Problem description => Check each line of the data for "Some", and copy the ones that have it.

---------- Data for review

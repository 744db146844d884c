use std::fs;
use std::path::Path;

use anyhow::{Context, Result};

use toolbelt::tools::password::PasswordOptions;
use toolbelt::tools::status::{StatusCategory, StatusEntry};
use toolbelt::tools::{case, epoch, gzip, json as json_tool, jwt, password, status};

use crate::cli_commands::{GzipCommands, JsonCommands, TimeCommands};

pub(super) fn handle_case(text: &str, json: bool) -> Result<()> {
    let conversions = case::convert_all(text);
    if json {
        println!(
            "{}",
            serde_json::to_string_pretty(&conversions).context("serialize conversions")?
        );
        return Ok(());
    }
    println!("camelCase         {}", conversions.camel);
    println!("PascalCase        {}", conversions.pascal);
    println!("snake_case        {}", conversions.snake);
    println!("kebab-case        {}", conversions.kebab);
    println!("CONSTANT_CASE     {}", conversions.constant);
    println!("Title Case        {}", conversions.title);
    println!("Sentence case     {}", conversions.sentence);
    println!("lowercase         {}", conversions.lower);
    println!("UPPERCASE         {}", conversions.upper);
    println!("aLtErNaTiNg CaSe  {}", conversions.alternating);
    println!("iNvErSe CaSe      {}", conversions.inverse);
    Ok(())
}

pub(super) fn handle_time(command: TimeCommands) -> Result<()> {
    match command {
        TimeCommands::Now { json } => {
            let now = epoch::now()?;
            if json {
                println!(
                    "{}",
                    serde_json::to_string_pretty(&now).context("serialize time json")?
                );
            } else {
                println!("seconds: {}", now.unix_seconds);
                println!("millis:  {}", now.unix_millis);
                println!("rfc3339: {}", now.rfc3339);
            }
        }
        TimeCommands::ToDate { epoch: value, json } => {
            print_date_report(&epoch::epoch_to_date(value)?, json)?;
        }
        TimeCommands::ToEpoch { date, json } => {
            print_date_report(&epoch::date_to_epoch(&date)?, json)?;
        }
    }
    Ok(())
}

fn print_date_report(report: &epoch::DateReport, json: bool) -> Result<()> {
    if json {
        println!(
            "{}",
            serde_json::to_string_pretty(report).context("serialize date json")?
        );
        return Ok(());
    }
    println!("seconds:  {}", report.unix_seconds);
    println!("millis:   {}", report.unix_millis);
    println!("rfc3339:  {}", report.rfc3339);
    println!("utc:      {}", report.utc);
    println!("relative: {}", report.relative);
    Ok(())
}

pub(super) fn handle_json(command: JsonCommands) -> Result<()> {
    match command {
        JsonCommands::Format { file, indent } => {
            let input = read_input(file.as_deref())?;
            println!("{}", json_tool::format(&input, indent)?);
        }
        JsonCommands::Minify { file } => {
            let input = read_input(file.as_deref())?;
            println!("{}", json_tool::minify(&input)?);
        }
        JsonCommands::Validate { file } => {
            let input = read_input(file.as_deref())?;
            match json_tool::validate(&input) {
                Ok(()) => println!("valid JSON"),
                Err(message) => anyhow::bail!("invalid JSON: {}", message),
            }
        }
    }
    Ok(())
}

fn read_input(file: Option<&Path>) -> Result<String> {
    match file {
        Some(path) => fs::read_to_string(path).with_context(|| format!("read {}", path.display())),
        None => std::io::read_to_string(std::io::stdin()).context("read stdin"),
    }
}

pub(super) fn handle_password(
    length: usize,
    no_uppercase: bool,
    no_lowercase: bool,
    no_numbers: bool,
    symbols: bool,
    exclude_similar: bool,
) -> Result<()> {
    let options = PasswordOptions {
        length,
        uppercase: !no_uppercase,
        lowercase: !no_lowercase,
        numbers: !no_numbers,
        symbols,
        exclude_similar,
    };
    let (generated, strength) = password::generate(&options)?;
    println!("{}", generated);
    println!("strength: {}", strength.as_str());
    Ok(())
}

pub(super) fn handle_jwt(token: &str, json: bool) -> Result<()> {
    let decoded = jwt::decode(token)?;
    if json {
        println!(
            "{}",
            serde_json::to_string_pretty(&decoded).context("serialize jwt json")?
        );
        return Ok(());
    }
    println!(
        "header:\n{}",
        serde_json::to_string_pretty(&decoded.header).context("serialize jwt header")?
    );
    println!(
        "payload:\n{}",
        serde_json::to_string_pretty(&decoded.payload).context("serialize jwt payload")?
    );
    for (claim, formatted) in &decoded.times {
        println!("{}: {}", claim, formatted);
    }
    Ok(())
}

pub(super) fn handle_gzip(command: GzipCommands) -> Result<()> {
    match command {
        GzipCommands::Compress { text, file, json } => {
            let input = match (text, file) {
                (Some(text), None) => text,
                (None, Some(path)) => fs::read_to_string(&path)
                    .with_context(|| format!("read {}", path.display()))?,
                _ => anyhow::bail!("pass exactly one of TEXT or --file"),
            };
            let report = gzip::compress_to_base64(&input)?;
            if json {
                println!(
                    "{}",
                    serde_json::to_string_pretty(&report).context("serialize gzip json")?
                );
            } else {
                println!("{}", report.encoded);
                println!(
                    "{} bytes -> {} bytes ({:.1}%)",
                    report.original_bytes, report.compressed_bytes, report.ratio_percent
                );
            }
        }
        GzipCommands::Decompress { text } => {
            println!("{}", gzip::decompress_from_base64(&text)?);
        }
    }
    Ok(())
}

pub(super) fn handle_status(query: Option<&str>, json: bool) -> Result<()> {
    let entries: Vec<&StatusEntry> = match query {
        None => status::STATUS_TABLE.iter().collect(),
        Some(q) => {
            if let Ok(code) = q.trim().parse::<u16>() {
                status::lookup(code).into_iter().collect()
            } else if let Some(category) = StatusCategory::from_name(q) {
                status::by_category(category)
            } else {
                status::search(q)
            }
        }
    };

    if entries.is_empty() {
        anyhow::bail!("no status codes match {:?}", query.unwrap_or_default());
    }

    if json {
        println!(
            "{}",
            serde_json::to_string_pretty(&entries).context("serialize status json")?
        );
        return Ok(());
    }
    for entry in entries {
        println!("{} {} [{}]", entry.code, entry.reason, entry.category.as_str());
        println!("    {}", entry.description);
    }
    Ok(())
}
use anyhow::Result;

use crate::cli_commands::Commands;

mod http;
mod text;
mod tools;

pub(crate) fn handle_command(command: Commands) -> Result<()> {
    match command {
        Commands::Diff {
            left,
            right,
            ignore_whitespace,
            ignore_case,
            json,
        } => text::handle_diff(&left, &right, ignore_whitespace, ignore_case, json),
        Commands::Curl { command } => text::handle_curl(command),
        Commands::Http {
            request,
            url,
            method,
            headers,
            data,
            timeout,
            json,
        } => http::handle_http(request, url, method, headers, data, timeout, json),
        Commands::Case { text, json } => tools::handle_case(&text, json),
        Commands::Time { command } => tools::handle_time(command),
        Commands::Json { command } => tools::handle_json(command),
        Commands::Password {
            length,
            no_uppercase,
            no_lowercase,
            no_numbers,
            symbols,
            exclude_similar,
        } => tools::handle_password(
            length,
            no_uppercase,
            no_lowercase,
            no_numbers,
            symbols,
            exclude_similar,
        ),
        Commands::Jwt { token, json } => tools::handle_jwt(&token, json),
        Commands::Gzip { command } => tools::handle_gzip(command),
        Commands::Status { query, json } => tools::handle_status(query.as_deref(), json),
    }
}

--------------------

Output for this task =>
        Some(path) => fs::read_to_string(path).with_context(|| format!("read {}", path.display())),
                (Some(text), None) => text,
                (None, Some(path)) => fs::read_to_string(&path)
        Some(q) => {
            } else if let Some(category) = StatusCategory::from_name(q) {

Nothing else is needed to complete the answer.